Photo by Laura PadgettDespite increasingly long odds, Del. Eleanor Holmes Norton says she is still trying to push the D.C. House Voting Rights Act through Congress.
Norton recently told WAMU that she’s at this very minute working with the House Rules Committee to finally bring the legislation to a vote. “We are close to the point where we will be taking this bill to the floor. We’re working on odds and ends of the kind you always have to put to bed before a bill goes to the floor,” she’s quoted as saying.
The legislation was tabled last June when the Democratic leadership couldn’t find a way to remove a GOP-led amendment that would have gutted the District’s gun laws. The Senate passed the bill, gun amendment and all, last February. That amendment, which has ever since plagued efforts to push the measure forward, divided city officials and pundits last year, with Mayor Adrian Fenty and WTOP Political Analyst Mark Plotkin arguing that the city should just accept it and deal with it later, while others, Norton included, continued pushing for a clean bill. As recently as late January, House Majority Leader Steny Hoyer said he still didn’t see a way forward on the bill due to this lack of consensus.

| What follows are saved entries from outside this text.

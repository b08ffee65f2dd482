use strsim::levenshtein;

use super::context::{CommandResult, ShellContext};

pub type CommandHandler = fn(&mut ShellContext, &[&str]) -> CommandResult;

/// One shell command: its help text and the function that runs it.
pub struct CommandEntry {
    pub name: &'static str,
    pub summary: &'static str,
    pub usage: &'static str,
    pub aliases: &'static [&'static str],
    pub run: CommandHandler,
}

impl CommandEntry {
    pub const fn new(
        name: &'static str,
        summary: &'static str,
        usage: &'static str,
        run: CommandHandler,
    ) -> Self {
        Self {
            name,
            summary,
            usage,
            aliases: &[],
            run,
        }
    }

    pub fn aliased(mut self, aliases: &'static [&'static str]) -> Self {
        self.aliases = aliases;
        self
    }

    fn answers_to(&self, word: &str) -> bool {
        self.name == word || self.aliases.contains(&word)
    }
}

/// The shell's command table in registration order, which is also help order.
#[derive(Default)]
pub struct CommandRegistry {
    entries: Vec<CommandEntry>,
}

impl CommandRegistry {
    /// Adds a command; a later entry with the same name replaces the earlier one in place.
    pub fn register(&mut self, entry: CommandEntry) {
        match self.entries.iter_mut().find(|known| known.name == entry.name) {
            Some(slot) => *slot = entry,
            None => self.entries.push(entry),
        }
    }

    /// Finds a command by name or alias, ignoring case.
    pub fn resolve(&self, word: &str) -> Option<&CommandEntry> {
        let word = word.to_lowercase();
        let word = word.as_str();
        self.entries.iter().find(|entry| entry.answers_to(&word))
    }

    pub fn entries(&self) -> &[CommandEntry] {
        &self.entries
    }

    /// Every word the shell accepts, for tab completion.
    pub fn words(&self) -> Vec<&'static str> {
        self.entries
            .iter()
            .flat_map(|entry| std::iter::once(entry.name).chain(entry.aliases.iter().copied()))
            .collect()
    }

    /// Closest command name to a mistyped word, if any lies within `max_distance` edits.
    pub fn closest(&self, word: &str, max_distance: usize) -> Option<&'static str> {
        let word = word.to_lowercase();
        let word = word.as_str();
        self.entries
            .iter()
            .flat_map(|entry| {
                std::iter::once(entry.name)
                    .chain(entry.aliases.iter().copied())
                    .map(move |candidate| (levenshtein(candidate, word), entry.name))
            })
            .min_by_key(|(distance, _)| *distance)
            .filter(|(distance, _)| *distance <= max_distance)
            .map(|(_, name)| name)
    }
}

So has anything changed, or is Norton merely trying to pretend like there’s finally been a breakthrough? Even DC Vote, which loudly advocated for the bill for years, seems to be unsure. The organization is planning an advocacy day for April 16, to coincide with D.C. Emancipation Day, but they’re not yet able to say whether they’ll be stumping for the voting rights bill or for a number of other bills dealing with legislative and budgetary autonomy that are floating around on the Hill.
In somewhat related news, the D.C. Council’s Special Committee on Statehood and Self-Determination decided this week to scrap plans for a National Statehood Day on April 16 and instead focus their efforts on celebrating the 148th year since Abraham Lincoln freed slaves in the District, nine months before he did so in the rest of the country.